When you catch appendicitis at the right time Hamilton Opened on Broadway

It was between shows. It was a day of two shows. I will never forget it. I was in excruciating pain. I was sitting in my dressing room, and I was like, let me at least try to take a nap or something. I was trying to eat lunch, and couldn’t do it. I was like, OK, let me lie down. The pain was so severe that I had to scream. I just told my theater director, “I can’t do that. I’m so sorry.” I could not. I was in so much pain. …

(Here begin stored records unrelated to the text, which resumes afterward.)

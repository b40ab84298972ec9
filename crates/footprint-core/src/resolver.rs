//! # Relation Resolver
//!
//! Looks up entity types and relations in the mapping registry.
//!
//! Resolution is recomputed on every call. The registry is immutable for the
//! lifetime of a store, so there is nothing to invalidate.

use crate::schema::{Cardinality, EntityType, Relation, Schema};
use crate::{NotFound, Result};

/// A relation together with both ends of it.
#[derive(Debug, Clone, Copy)]
pub struct ResolvedRelation<'a> {
    pub parent: &'a EntityType,
    pub relation: &'a Relation,
    pub target: &'a EntityType,
}

impl ResolvedRelation<'_> {
    #[must_use]
    pub fn cardinality(&self) -> Cardinality {
        self.relation.cardinality
    }

    #[must_use]
    pub fn attribute(&self) -> &str {
        &self.relation.name
    }
}

/// The RelationResolver maps names to registry entries.
///
/// Each failure is a distinct `NotFound` cause, so callers can tell a
/// missing entity type from a missing association.
pub struct RelationResolver;

impl RelationResolver {
    /// Resolve a registered entity type.
    ///
    /// Returns `NotFound::Entity` if `name` is not registered.
    pub fn entity<'a>(schema: &'a Schema, name: &str) -> Result<&'a EntityType> {
        schema
            .entity(name)
            .ok_or_else(|| NotFound::Entity(name.to_string()).into())
    }

    /// Resolve `attribute` on `parent` to a relation and its target type.
    ///
    /// Returns:
    /// - `NotFound::Entity` if `parent` is not registered
    /// - `NotFound::Association` if `attribute` is not a relation on it
    /// - `NotFound::Entity` if the relation's target is not registered
    pub fn resolve<'a>(
        schema: &'a Schema,
        parent: &str,
        attribute: &str,
    ) -> Result<ResolvedRelation<'a>> {
        let parent = Self::entity(schema, parent)?;
        let relation = parent
            .relation(attribute)
            .ok_or_else(|| NotFound::Association {
                entity: parent.name().to_string(),
                attribute: attribute.to_string(),
            })?;
        let target = Self::entity(schema, &relation.target)?;

        Ok(ResolvedRelation {
            parent,
            relation,
            target,
        })
    }
}

// =============================================================================
// TESTS
// =============================================================================
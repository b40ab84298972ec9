//! # Payload Model
//!
//! Plain input data for create and update operations.
//!
//! A relation slot in a payload is either an identifier of an existing record
//! (association-by-reference) or an inline object (association-by-value).
//! The two are told apart by `ChildRef`, never by inspecting runtime shape
//! after the fact.

use crate::{FootprintError, Result, Value};
use std::collections::BTreeMap;

/// One entry of a payload.
#[derive(Debug, Clone, PartialEq, Eq)]
pub enum Input {
    Value(Value),
    Object(Payload),
    List(Vec<Input>),
}

/// A payload entry offered for a single relation slot.
#[derive(Debug, Clone, Copy, PartialEq, Eq)]
pub enum ChildRef<'a> {
    /// Attach the existing record with this key. `Null` detaches.
    Identifier(&'a Value),
    /// Construct (or mutate) a record from this payload.
    Inline(&'a Payload),
}

impl Input {
    /// View this entry as a single child reference.
    ///
    /// Returns `FootprintError::Validation` for a list.
    pub fn as_child_ref(&self) -> Result<ChildRef<'_>> {
        match self {
            Self::Value(value) => Ok(ChildRef::Identifier(value)),
            Self::Object(payload) => Ok(ChildRef::Inline(payload)),
            Self::List(_) => Err(FootprintError::Validation(
                "Expected a single object or identifier, found a list".to_string(),
            )),
        }
    }

    /// View this entry as a list of child references.
    ///
    /// Returns `FootprintError::Validation` for anything but a list.
    pub fn as_child_refs(&self) -> Result<Vec<ChildRef<'_>>> {
        match self {
            Self::List(items) => items.iter().map(Self::as_child_ref).collect(),
            Self::Value(_) | Self::Object(_) => Err(FootprintError::Validation(
                "Expected a list of objects or identifiers".to_string(),
            )),
        }
    }
}

impl From<Value> for Input {
    fn from(value: Value) -> Self {
        Self::Value(value)
    }
}

impl From<bool> for Input {
    fn from(b: bool) -> Self {
        Self::Value(Value::Bool(b))
    }
}

impl From<i64> for Input {
    fn from(n: i64) -> Self {
        Self::Value(Value::Int(n))
    }
}

impl From<i32> for Input {
    fn from(n: i32) -> Self {
        Self::Value(Value::from(n))
    }
}

impl From<&str> for Input {
    fn from(s: &str) -> Self {
        Self::Value(Value::text(s))
    }
}

impl From<String> for Input {
    fn from(s: String) -> Self {
        Self::Value(Value::Text(s))
    }
}

impl From<Payload> for Input {
    fn from(payload: Payload) -> Self {
        Self::Object(payload)
    }
}

/// Field name to input entry, iterated in name order.
#[derive(Debug, Clone, Default, PartialEq, Eq)]
pub struct Payload(BTreeMap<String, Input>);

impl Payload {
    #[must_use]
    pub fn new() -> Self {
        Self::default()
    }

    /// Builder-style insert.
    #[must_use]
    pub fn with(mut self, name: impl Into<String>, input: impl Into<Input>) -> Self {
        self.0.insert(name.into(), input.into());
        self
    }

    /// Builder-style insert of a list entry.
    #[must_use]
    pub fn with_list(mut self, name: impl Into<String>, items: Vec<Input>) -> Self {
        self.0.insert(name.into(), Input::List(items));
        self
    }

    pub fn insert(&mut self, name: impl Into<String>, input: Input) {
        self.0.insert(name.into(), input);
    }

    #[must_use]
    pub fn get(&self, name: &str) -> Option<&Input> {
        self.0.get(name)
    }

    pub fn iter(&self) -> impl Iterator<Item = (&str, &Input)> {
        self.0.iter().map(|(k, v)| (k.as_str(), v))
    }

    #[must_use]
    pub fn is_empty(&self) -> bool {
        self.0.is_empty()
    }
}

// =============================================================================
// JSON CONVERSION
// =============================================================================

/// Convert a JSON scalar into a `Value`.
///
/// Returns `FootprintError::Validation` for non-integral numbers and for
/// arrays or objects.
pub fn value_from_json(json: &serde_json::Value) -> Result<Value> {
    match json {
        serde_json::Value::Null => Ok(Value::Null),
        serde_json::Value::Bool(b) => Ok(Value::Bool(*b)),
        serde_json::Value::String(s) => Ok(Value::Text(s.clone())),
        serde_json::Value::Number(n) => n.as_i64().map(Value::Int).ok_or_else(|| {
            FootprintError::Validation(format!("Unsupported number {n}: only integers are stored"))
        }),
        serde_json::Value::Array(_) | serde_json::Value::Object(_) => Err(
            FootprintError::Validation("Expected a scalar value".to_string()),
        ),
    }
}

impl TryFrom<&serde_json::Value> for Input {
    type Error = FootprintError;

    fn try_from(json: &serde_json::Value) -> Result<Self> {
        match json {
            serde_json::Value::Array(items) => items
                .iter()
                .map(Self::try_from)
                .collect::<Result<Vec<_>>>()
                .map(Self::List),
            serde_json::Value::Object(_) => Payload::try_from(json).map(Self::Object),
            scalar => value_from_json(scalar).map(Self::Value),
        }
    }
}

impl TryFrom<&serde_json::Value> for Payload {
    type Error = FootprintError;

    fn try_from(json: &serde_json::Value) -> Result<Self> {
        let serde_json::Value::Object(map) = json else {
            return Err(FootprintError::Validation(
                "Payload must be a JSON object".to_string(),
            ));
        };
        let mut payload = Self::new();
        for (name, entry) in map {
            payload.insert(name.clone(), Input::try_from(entry)?);
        }
        Ok(payload)
    }
}

// =============================================================================
// TESTS
// =============================================================================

[My brother and I] He went straight to the hospital. I think it was Mount Sinai. And they’re like, “You’ve got appendicitis, bro…you need surgery.” I literally said, “Can we do this next week?” “No, we have to do that now.” …they took me to that room. They took out the appendix. I was crazy. I was taking all of these medications. …

Then the doctors said, “Yes, you should be off your program for a month.” I’m like, “Brother, if I get off the show for a month, I don’t get paid!” We just got to Broadway, [I’m] smashed! Think about it: You’re going through a life-or-death situation… and the thing I’m thinking is, you, I should pay my rent, brother. … I was supposed to be away from the show for a month, and, you know, we cut it into two weeks. They tweaked the show a bit for me. …then we recorded the cast album. We recorded the cast album shortly after I had my appendectomy, and I had to sit in a chair in the studio between each shot. I would stand up, cut my voice, and then sit on the chair.

About becoming a Calvin Klein lingerie model

I still have to get up some days and be like, man, you’re good enough. You still have those days when you, man, have big ears. My eyes look like this. I only have one strand of hair that does not fall out. … I was very surprised. you like what? Do they have the right person?

This interview was produced and edited by Lauren Krenzel and Kayla Lattimore for broadcast. Bridget Bentz, Molly Seavy-Nesper, and Beth Novey have adapted it for the web.